Some more interesting stuff from She Has Her Mother’s Laugh: The Powers, Perversions, and Potential of Heredity by Carl Zimmer… It turns out that Biology 101 contains a lot of simplifications (lies!).
Wikipedia: “A genetic chimerism or chimera … is a single organism composed of cells with distinct genotypes. In animals, this means an individual derived from two or more zygotes, …
How can this happen to a human and how does that interact with our “science is settled” attitude regarding DNA tests? Zimmer gives some examples:
In 2001, a thirty-year-old woman in Germany discovered she was a chimera while she was trying to get pregnant. For the previous five years, she and her husband had been trying to have a baby. They were fairly certain the problem didn’t lie with her biology, because she had gotten pregnant when she was seventeen and had had regular menstrual cycles ever since. A fertility test revealed that her husband had a low level of viable sperm, and so they made plans for IVF. As a routine check, the woman’s doctors took blood samples from her and her husband. They looked at the chromosomes in the couple’s cells, to make sure neither would-be parent had an abnormality that would torpedo the IVF procedure. The woman’s chromosomes looked normal—if she were a man. In every white blood cell they inspected, they found a Y chromosome. Given that she had given birth, this was a weird result. And a careful exam revealed that all her reproductive organs were normal. To get a broader picture of the woman’s cellular makeup, her doctors took samples of her muscle, ovaries, and skin. Unlike her immune cells, none of the cells from these other tissues had a Y chromosome in them. The researchers then carried out a DNA fingerprinting test on the different tissues, looking at the women’s microsatellites—the repeating sequences that can distinguish people from one another. They found that her immune cells belonged to a different person than her other tissues. It turned out that the woman had had a twin brother who died only four days after birth. Although he was unable to survive on his own, his cells took over his sister’s blood and lived on within her.
In 2003, a woman in Washington State named Lydia Fairchild had to get a DNA test. Fairchild, who was then twenty-seven, was pregnant with her fourth child, unemployed, and single. To get welfare benefits, state law required that she prove that her children were genetically related both to herself and to their father, Jamie. One day, Fairchild got a call from the Department of Social Services to come in immediately. A DNA test had confirmed that Jamie was the father of the three children. But Fairchild was not their mother.
When Fairchild was rushed to a hospital to deliver her fourth child, a court officer was there to witness the birth. The officer also oversaw a blood draw for a DNA test. The results came back two weeks later. Once again, Fairchild’s DNA didn’t match her child’s. Even though the court officer had witnessed the child’s birth, the court still refused to consider any evidence beyond DNA.
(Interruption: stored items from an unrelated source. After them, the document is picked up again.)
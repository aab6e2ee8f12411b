//! Headless stand-in for a browser document hosting one PIN input.
//!
//! It keeps what a real host would own: which slot element has focus and the
//! raw value of each slot element. User actions are turned into the DOM events
//! a browser would fire, routed through the prop bundles, and submitted to the
//! controller. Focus requests from the controller are applied on
//! [`run_frame`](HeadlessDocument::run_frame), like a next-frame callback.

use crate::dom_event::{Dispatch, DomEvent};
use crate::focus_queue::FrameFocusQueue;
use crate::props::connect;
use log::{debug, trace};
use pin_input::{PinInput, PinSnapshot, SLOT_MAX_LENGTH};

const LOG_TARGET: &str = "pin_dom.host";

/// Element a DOM event is dispatched on.
#[derive(Clone, Copy, Debug, PartialEq, Eq)]
pub enum Target {
    Label,
    Input(usize),
}

#[derive(Debug)]
pub struct HeadlessDocument {
    pin: PinInput,
    focus_queue: FrameFocusQueue,
    /// Slot element that holds DOM focus.
    active: Option<usize>,
    /// Raw value of each slot element.
    element_values: Vec<String>,
}

impl HeadlessDocument {
    /// Host `pin`. Installs the document's own focus queue as the controller's
    /// focus executor, replacing any executor set before.
    pub fn new(pin: PinInput) -> Self {
        let focus_queue = FrameFocusQueue::new();
        let pin = pin.with_focus_executor(focus_queue.clone());
        let element_values = pin.value();
        Self {
            pin,
            focus_queue,
            active: None,
            element_values,
        }
    }

    pub fn pin(&self) -> &PinInput {
        &self.pin
    }

    pub fn snapshot(&self) -> PinSnapshot {
        self.pin.snapshot()
    }

    pub fn active_element(&self) -> Option<usize> {
        self.active
    }

    pub fn element_value(&self, index: usize) -> Option<&str> {
        self.element_values.get(index).map(String::as_str)
    }

    // =========================================================================
    // Dispatch
    // =========================================================================

    /// Route one DOM event through the target's props and into the controller.
    ///
    /// Events on slots outside the control are dropped here; the controller
    /// never sees them.
    pub fn dispatch(&mut self, target: Target, event: DomEvent) -> Dispatch {
        let api = connect(&self.pin);
        let dispatch = match target {
            Target::Label => api.label_props().handle(&event),
            Target::Input(index) => match api.input_props(index) {
                Some(props) => props.handle(&event),
                None => {
                    debug!(target: LOG_TARGET, "dropping {event:?} on missing slot {index}");
                    return Dispatch::default();
                }
            },
        };

        trace!(target: LOG_TARGET, "{:?} {:?} -> {:?}", target, event, dispatch);
        if let Some(pin_event) = dispatch.event.clone() {
            self.pin.send(pin_event);
        }
        self.render();
        dispatch
    }

    /// Controlled elements: after each event the elements show slot values.
    fn render(&mut self) {
        self.element_values = self.pin.value();
    }

    // =========================================================================
    // User actions
    // =========================================================================

    pub fn click_label(&mut self) {
        self.dispatch(Target::Label, DomEvent::Click);
    }

    /// Give DOM focus to a slot, blurring whichever slot had it.
    pub fn focus(&mut self, index: usize) {
        if self.active == Some(index) || index >= self.element_values.len() {
            return;
        }
        self.blur();
        self.active = Some(index);
        self.dispatch(Target::Input(index), DomEvent::Focus);
    }

    /// Take DOM focus away from the control.
    pub fn blur(&mut self) {
        if let Some(prev) = self.active.take() {
            self.dispatch(Target::Input(prev), DomEvent::Blur);
        }
    }

    /// Type `ch` into a slot with the caret at the end of its current value.
    pub fn type_char(&mut self, index: usize, ch: char) {
        self.type_with_caret(index, ch, false);
    }

    /// Type `ch` into a slot with the caret before its current value.
    pub fn type_char_before(&mut self, index: usize, ch: char) {
        self.type_with_caret(index, ch, true);
    }

    /// Type each char of `text` into whichever slot has focus, starting at
    /// `index`, running a frame after each keystroke.
    pub fn type_text(&mut self, index: usize, text: &str) {
        self.focus(index);
        for ch in text.chars() {
            let Some(at) = self.active else {
                break;
            };
            self.type_char(at, ch);
            self.run_frame();
        }
    }

    fn type_with_caret(&mut self, index: usize, ch: char, before: bool) {
        self.focus(index);
        let Some(current) = self.element_values.get(index) else {
            return;
        };
        // maxlength blocks the keystroke outright.
        if current.chars().count() >= SLOT_MAX_LENGTH {
            return;
        }
        let raw = if before {
            format!("{ch}{current}")
        } else {
            format!("{current}{ch}")
        };
        self.dispatch(Target::Input(index), DomEvent::change(raw));
    }

    pub fn backspace(&mut self, index: usize) {
        self.focus(index);
        self.dispatch(Target::Input(index), DomEvent::key_down("Backspace"));
    }

    /// Paste clipboard text into a slot. Returns whether the default paste
    /// was suppressed.
    pub fn paste(&mut self, index: usize, text: &str) -> bool {
        self.focus(index);
        self.dispatch(Target::Input(index), DomEvent::paste(text))
            .prevent_default
    }

    /// Set a slot element's raw value directly and fire its change event.
    pub fn change(&mut self, index: usize, value: &str) {
        if let Some(slot) = self.element_values.get_mut(index) {
            *slot = value.to_string();
        }
        self.dispatch(Target::Input(index), DomEvent::change(value));
    }

    // =========================================================================
    // Frame
    // =========================================================================

    /// Apply focus requests parked during event dispatch.
    ///
    /// Moving focus fires blur/focus events which may park further requests;
    /// those are applied in the same frame until the queue is empty.
    pub fn run_frame(&mut self) {
        // Each pass either settles or moves focus onto a new slot.
        for _ in 0..=self.element_values.len() {
            let Some(request) = self.focus_queue.take() else {
                return;
            };
            trace!(target: LOG_TARGET, "frame: {request:?}, active={:?}", self.active);
            // A cleared cursor means focus already left the control.
            if let Some(index) = request.slot()
                && self.active != Some(index)
            {
                self.focus(index);
            }
        }
        if self.focus_queue.has_pending() {
            debug!(target: LOG_TARGET, "focus requests did not settle within one frame");
        }
    }

    /// `(name, value)` the surrounding form would submit.
    pub fn submit(&self) -> Option<(String, String)> {
        connect(&self.pin)
            .hidden_input_props()
            .form_entry()
            .map(|(name, value)| (name.to_string(), value.to_string()))
    }
}
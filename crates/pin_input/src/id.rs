//! Generic, UI-agnostic identifier for a PIN input control.
//!
//! This type intentionally uses a plain `u64` to avoid coupling to any DOM
//! or framework-specific identifier type. Integration layers derive element
//! ids (label target, per-slot inputs) from it.

/// Opaque identifier for one [`PinInput`](crate::PinInput) control instance.
///
/// This is a lightweight, copyable handle. The value has no semantic meaning
/// within this crate; the DOM adapter uses it to build stable element ids so
/// that the label can point at the first slot.
///
/// # Integration
///
/// ```
/// use pin_input::PinInputId;
///
/// let id = PinInputId::from_raw(7);
/// assert_eq!(id.slot_element_id(2), "pin-input:7:input:2");
/// ```
#[derive(Clone, Copy, Debug, Default, PartialEq, Eq, Hash)]
pub struct PinInputId(u64);

impl PinInputId {
    /// Create a `PinInputId` from a raw u64 value.
    #[inline]
    pub const fn from_raw(raw: u64) -> Self {
        Self(raw)
    }

    /// Get the underlying raw value.
    #[inline]
    pub const fn as_raw(self) -> u64 {
        self.0
    }

    /// Element id of the slot input at `index`.
    pub fn slot_element_id(self, index: usize) -> String {
        format!("pin-input:{}:input:{index}", self.0)
    }

    /// Element id of the hidden aggregate input.
    pub fn hidden_element_id(self) -> String {
        format!("pin-input:{}:hidden", self.0)
    }
}

impl From<u64> for PinInputId {
    #[inline]
    fn from(raw: u64) -> Self {
        Self::from_raw(raw)
    }
}

impl From<PinInputId> for u64 {
    #[inline]
    fn from(id: PinInputId) -> Self {
        id.as_raw()
    }
}
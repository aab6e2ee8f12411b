//! Scenario files: control options plus a list of user actions.
//!
//! ```toml
//! [pin_input]
//! num_of_fields = 4
//! name = "pincode"
//!
//! [[steps]]
//! action = "click_label"
//!
//! [[steps]]
//! action = "type"
//! index = 0
//! text = "1234"
//! ```

use anyhow::{Context, Result};
use pin_dom::HeadlessDocument;
use pin_input::PinInputOptions;
use serde::Deserialize;
use std::fmt;
use std::path::Path;

#[derive(Debug, Deserialize)]
pub struct Scenario {
    pub pin_input: PinInputOptions,
    #[serde(default)]
    pub steps: Vec<Step>,
}

impl Scenario {
    pub fn load(path: &Path) -> Result<Self> {
        let text = std::fs::read_to_string(path)
            .with_context(|| format!("reading scenario {}", path.display()))?;
        Self::parse(&text).with_context(|| format!("parsing scenario {}", path.display()))
    }

    pub fn parse(text: &str) -> Result<Self> {
        Ok(toml::from_str(text)?)
    }
}

#[derive(Clone, Debug, PartialEq, Eq, Deserialize)]
#[serde(tag = "action", rename_all = "snake_case")]
pub enum Step {
    ClickLabel,
    Focus { index: usize },
    Blur,
    Type { index: usize, text: String },
    Backspace { index: usize },
    Paste { index: usize, text: String },
    Change { index: usize, value: String },
}

impl Step {
    /// Perform the action, then let the host run its next frame.
    pub fn apply(&self, doc: &mut HeadlessDocument) {
        match self {
            Step::ClickLabel => doc.click_label(),
            Step::Focus { index } => doc.focus(*index),
            Step::Blur => doc.blur(),
            Step::Type { index, text } => doc.type_text(*index, text),
            Step::Backspace { index } => doc.backspace(*index),
            Step::Paste { index, text } => {
                doc.paste(*index, text);
            }
            Step::Change { index, value } => doc.change(*index, value),
        }
        doc.run_frame();
    }
}

impl fmt::Display for Step {
    fn fmt(&self, f: &mut fmt::Formatter<'_>) -> fmt::Result {
        match self {
            Step::ClickLabel => write!(f, "click label"),
            Step::Focus { index } => write!(f, "focus #{index}"),
            Step::Blur => write!(f, "blur"),
            Step::Type { index, text } => write!(f, "type {text:?} at #{index}"),
            Step::Backspace { index } => write!(f, "backspace at #{index}"),
            Step::Paste { index, text } => write!(f, "paste {text:?} at #{index}"),
            Step::Change { index, value } => write!(f, "change #{index} to {value:?}"),
        }
    }
}
#[cfg(test)]
mod tests {
    use super::*;
    use pretty_assertions::assert_eq;
    use std::cell::RefCell;
    use std::rc::Rc;

    fn input(index: usize, value: &str) -> PinEvent {
        PinEvent::Input {
            index,
            value: value.to_string(),
        }
    }

    fn paste(index: usize, text: &str) -> PinEvent {
        PinEvent::Paste {
            index,
            text: text.to_string(),
        }
    }

    /// Control with recorders for completion callbacks and focus requests.
    fn recorded(
        options: PinInputOptions,
    ) -> (
        PinInput,
        Rc<RefCell<Vec<Vec<String>>>>,
        Rc<RefCell<Vec<FocusRequest>>>,
    ) {
        let completions = Rc::new(RefCell::new(Vec::new()));
        let focus = Rc::new(RefCell::new(Vec::new()));
        let c = Rc::clone(&completions);
        let f = Rc::clone(&focus);
        let pin = PinInput::new(options)
            .unwrap()
            .with_on_complete(move |v| c.borrow_mut().push(v))
            .with_focus_executor(move |r: FocusRequest| f.borrow_mut().push(r));
        (pin, completions, focus)
    }

    #[test]
    fn starts_idle_without_focus() {
        let pin = PinInput::new(PinInputOptions::new(4)).unwrap();
        assert_eq!(pin.mode(), Mode::Idle);
        assert_eq!(pin.focused_index(), None);
        assert_eq!(pin.focused_index_raw(), -1);
        assert_eq!(pin.value(), vec!["", "", "", ""]);
        assert!(!pin.is_complete());
    }

    #[test]
    fn typed_char_after_existing_char_replaces_it() {
        let mut pin = PinInput::new(PinInputOptions::new(4)).unwrap();
        pin.send(PinEvent::Focus { index: 0 });

        pin.send(input(0, "2"));
        assert_eq!(pin.slot(0), Some('2'));

        // Cursor came back to slot 0; the element still shows "2".
        pin.send(PinEvent::Blur);
        pin.send(PinEvent::Focus { index: 0 });
        pin.send(input(0, "29"));
        assert_eq!(pin.slot(0), Some('9'));
        assert_eq!(pin.focused_index(), Some(1));
    }

    #[test]
    fn input_writes_to_focused_slot_not_event_index() {
        let mut pin = PinInput::new(PinInputOptions::new(4)).unwrap();
        pin.send(PinEvent::Focus { index: 0 });
        pin.send(input(0, "2"));

        // Focus already advanced to slot 1, which is empty: "29" replaces it.
        pin.send(input(0, "29"));
        assert_eq!(pin.value(), vec!["2", "9", "", ""]);
        assert_eq!(pin.focused_index(), Some(2));
    }

    #[test]
    fn typed_char_before_existing_char_replaces_it() {
        let mut pin = PinInput::new(PinInputOptions::new(4).with_value(["2"])).unwrap();
        pin.send(PinEvent::Focus { index: 0 });
        pin.send(input(0, "92"));
        assert_eq!(pin.slot(0), Some('9'));
    }

    #[test]
    fn paste_fills_from_first_slot_and_focuses_last_when_full() {
        let mut pin = PinInput::new(PinInputOptions::new(4)).unwrap();
        pin.send(PinEvent::Focus { index: 2 });
        pin.send(paste(2, " 1234extra"));

        assert_eq!(pin.value(), vec!["1", "2", "3", "4"]);
        assert_eq!(pin.focused_index(), Some(3));
    }

    #[test]
    fn partial_paste_preserves_trailing_slots() {
        let mut pin =
            PinInput::new(PinInputOptions::new(4).with_value(["", "", "", "9"])).unwrap();
        pin.send(PinEvent::Focus { index: 0 });
        pin.send(paste(0, "12"));

        assert_eq!(pin.value(), vec!["1", "2", "", "9"]);
        assert_eq!(pin.focused_index(), Some(2));
    }

    #[test]
    fn empty_paste_distributes_nothing() {
        let mut pin = PinInput::new(PinInputOptions::new(3).with_value(["1"])).unwrap();
        pin.send(PinEvent::Focus { index: 0 });
        assert!(pin.send(paste(0, "   ")));

        assert_eq!(pin.value(), vec!["1", "", ""]);
        assert_eq!(pin.focused_index(), Some(1));
    }

    #[test]
    fn backspace_at_first_slot_clamps_focus() {
        let mut pin = PinInput::new(PinInputOptions::new(4).with_value(["5"])).unwrap();
        pin.send(PinEvent::Focus { index: 0 });
        pin.send(PinEvent::Backspace { index: 0 });

        assert_eq!(pin.slot(0), None);
        assert_eq!(pin.focused_index(), Some(0));
    }

    #[test]
    fn backspace_moves_focus_back() {
        let mut pin =
            PinInput::new(PinInputOptions::new(4).with_value(["1", "2", "3"])).unwrap();
        pin.send(PinEvent::Focus { index: 2 });
        pin.send(PinEvent::Backspace { index: 2 });

        assert_eq!(pin.value(), vec!["1", "2", "", ""]);
        assert_eq!(pin.focused_index(), Some(1));
    }

    #[test]
    fn input_on_last_slot_keeps_focus_there() {
        let mut pin = PinInput::new(PinInputOptions::new(2)).unwrap();
        pin.send(PinEvent::Focus { index: 1 });
        pin.send(input(1, "7"));
        assert_eq!(pin.focused_index(), Some(1));
    }

    #[test]
    fn full_round_trip_completes_once() {
        let (mut pin, completions, _) = recorded(PinInputOptions::new(4));

        pin.send(PinEvent::Focus { index: 0 });
        pin.send(input(0, "1"));
        pin.send(input(1, "2"));
        pin.send(input(2, "3"));
        pin.send(input(3, "4"));

        assert_eq!(pin.value(), vec!["1", "2", "3", "4"]);
        assert!(pin.is_complete());
        assert_eq!(
            *completions.borrow(),
            vec![vec![
                "1".to_string(),
                "2".to_string(),
                "3".to_string(),
                "4".to_string()
            ]]
        );
    }

    #[test]
    fn completion_does_not_refire_while_complete() {
        let (mut pin, completions, _) = recorded(PinInputOptions::new(2));

        pin.send(PinEvent::Focus { index: 0 });
        pin.send(paste(0, "12"));
        assert_eq!(completions.borrow().len(), 1);

        // Still complete after each of these.
        pin.send(PinEvent::Focus { index: 0 });
        pin.send(PinEvent::LabelClick);
        pin.send(paste(0, "34"));
        pin.send(input(1, "45"));
        pin.send(PinEvent::Blur);
        pin.send(PinEvent::LabelClick);

        assert!(pin.is_complete());
        assert_eq!(completions.borrow().len(), 1);
    }

    #[test]
    fn completion_refires_after_clear_and_refill() {
        let (mut pin, completions, _) = recorded(PinInputOptions::new(2));

        pin.send(PinEvent::Focus { index: 0 });
        pin.send(paste(0, "12"));
        pin.send(PinEvent::Backspace { index: 1 });
        assert!(!pin.is_complete());
        assert_eq!(pin.focused_index(), Some(0));

        pin.send(PinEvent::Blur);
        pin.send(PinEvent::Focus { index: 1 });
        pin.send(input(1, "8"));

        assert_eq!(
            *completions.borrow(),
            vec![
                vec!["1".to_string(), "2".to_string()],
                vec!["1".to_string(), "8".to_string()],
            ]
        );
    }

    #[test]
    fn initially_complete_value_does_not_fire_on_construction() {
        let (mut pin, completions, _) = recorded(PinInputOptions::new(2).with_value(["1", "2"]));
        assert!(pin.is_complete());
        pin.send(PinEvent::Focus { index: 0 });
        assert!(completions.borrow().is_empty());
    }

    #[test]
    fn completion_value_is_a_detached_copy() {
        let (mut pin, completions, _) = recorded(PinInputOptions::new(1));
        pin.send(PinEvent::Focus { index: 0 });
        pin.send(input(0, "3"));

        completions.borrow_mut()[0][0] = "x".to_string();
        assert_eq!(pin.value(), vec!["3"]);
    }

    #[test]
    fn focus_executor_fires_only_on_change() {
        let (mut pin, _, focus) = recorded(PinInputOptions::new(3));

        pin.send(PinEvent::LabelClick); // None -> 0
        pin.send(PinEvent::Focus { index: 0 }); // 0 -> 0, no request
        pin.send(input(0, "1")); // 0 -> 1
        pin.send(PinEvent::Blur); // 1 -> None

        assert_eq!(
            *focus.borrow(),
            vec![
                FocusRequest::Slot(0),
                FocusRequest::Slot(1),
                FocusRequest::Clear
            ]
        );
    }

    #[test]
    fn out_of_range_focus_is_clamped() {
        let mut pin = PinInput::new(PinInputOptions::new(4)).unwrap();
        pin.send(PinEvent::Focus { index: 99 });
        assert_eq!(pin.focused_index(), Some(3));
    }

    #[test]
    fn unmatched_events_are_identity_transitions() {
        let (mut pin, completions, focus) = recorded(PinInputOptions::new(2));

        assert!(!pin.send(input(0, "1")));
        assert!(!pin.send(PinEvent::Backspace { index: 0 }));
        assert!(!pin.send(paste(0, "12")));
        assert!(!pin.send(PinEvent::Blur));
        let untouched = PinInput::new(PinInputOptions::new(2)).unwrap();
        assert_eq!(pin.snapshot(), untouched.snapshot());

        pin.send(PinEvent::Focus { index: 1 });
        assert!(!pin.send(PinEvent::Focus { index: 0 }));
        assert!(!pin.send(PinEvent::LabelClick));
        assert_eq!(pin.focused_index(), Some(1));
        assert_eq!(pin.mode(), Mode::Focused);

        assert!(completions.borrow().is_empty());
        assert_eq!(*focus.borrow(), vec![FocusRequest::Slot(1)]);
    }

    #[test]
    fn label_click_keeps_idle_mode() {
        let mut pin = PinInput::new(PinInputOptions::new(3)).unwrap();
        assert!(pin.send(PinEvent::LabelClick));
        assert_eq!(pin.mode(), Mode::Idle);
        assert_eq!(pin.focused_index(), Some(0));
    }

    #[test]
    fn snapshot_reports_joined_value_and_raw_focus() {
        let mut pin = PinInput::new(PinInputOptions::new(3).with_value(["4", "", "2"])).unwrap();
        pin.send(PinEvent::Focus { index: 1 });

        let snap = pin.snapshot();
        assert_eq!(snap.value_string(), "42");
        assert_eq!(pin.value_string(), "42");
        assert_eq!(snap.focused_index_raw(), 1);
        assert_eq!(snap.mode, Mode::Focused);
        assert!(!snap.is_complete);
    }

    /// Small deterministic generator so the invariant sweep is reproducible.
    struct Lcg(u64);

    impl Lcg {
        fn next(&mut self, bound: usize) -> usize {
            self.0 = self
                .0
                .wrapping_mul(6364136223846793005)
                .wrapping_add(1442695040888963407);
            ((self.0 >> 33) as usize) % bound
        }
    }

    #[test]
    fn invariants_hold_for_arbitrary_event_sequences() {
        let texts = ["", "1", "12", "21", " 9 ", "123456789", "é€"];
        for n in 1..=6 {
            let (mut pin, completions, _) = recorded(PinInputOptions::new(n));
            let mut rng = Lcg(n as u64);
            let mut transitions_to_complete = 0;

            for _ in 0..500 {
                let index = rng.next(n + 2);
                let text = texts[rng.next(texts.len())];
                let event = match rng.next(6) {
                    0 => PinEvent::Focus { index },
                    1 => PinEvent::LabelClick,
                    2 => PinEvent::Blur,
                    3 => input(index, text),
                    4 => PinEvent::Backspace { index },
                    _ => paste(index, text),
                };

                let was_complete = pin.is_complete();
                pin.send(event);
                if !was_complete && pin.is_complete() {
                    transitions_to_complete += 1;
                }

                assert_eq!(pin.value().len(), n);
                assert!(pin.value().iter().all(|s| s.chars().count() <= 1));
                let raw = pin.focused_index_raw();
                assert!((-1..n as isize).contains(&raw));
                match pin.mode() {
                    // Only a label click leaves a cursor behind while idle.
                    Mode::Idle => assert!(raw == -1 || raw == 0),
                    Mode::Focused => assert!(raw >= 0),
                }
            }

            assert_eq!(completions.borrow().len(), transitions_to_complete);
        }
    }
}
In Boston, a woman named Karen Keegan had developed kidney disease and needed a transplant. To see if her husband or three sons were a match, her doctors drew blood from the whole family in order to examine a set of immune-system genes called HLA. A nurse called Keegan with the results. Not only were her sons not suitable as organ donors, but the HLA genes from two of them didn’t match hers at all. It was impossible for them to be her children. The hospital went so far as to raise the possibility she had stolen her two sons as babies. Since Keegan’s children were now grown men, she didn’t have to face the terrifying prospect of losing her children as Fairchild did. But Keegan’s doctors were determined to figure out what was going on. Tests on her husband confirmed he was the father of the boys. Her doctors took blood samples from Keegan’s mother and brothers, and collected samples from Keegan’s other tissues, including hair and skin. Years earlier, Keegan had had a nodule removed from her thyroid gland, and it turned out that the hospital had saved it ever since. Her doctors also got hold of a bladder biopsy. Examining all these tissues, Keegan’s doctors found that she was made up of two distinct groups of cells. They could trace her body’s origins along a pair of pedigrees—not to a single ancestral cell but to a pair. They realized Keegan was a tetragametic chimera, the product of two female fraternal twins. The cells of one twin gave rise to all her blood. They also helped give rise to other tissues, as well as to some of her eggs. One of her sons developed from an egg that belonged to the same cell lineage as her blood. Her other two children developed from eggs belonging to the lineage that arose from the other twin. When Lydia Fairchild’s lawyer heard about the Keegan case, he immediately demanded that his client get the same test. At first, it looked as if things were going to go against Fairchild yet again. The DNA in her skin, hair, and saliva failed to match her children’s. But then researchers looked at a sample taken from a cervical smear she had gotten years before. It matched, proving she was a chimera after all.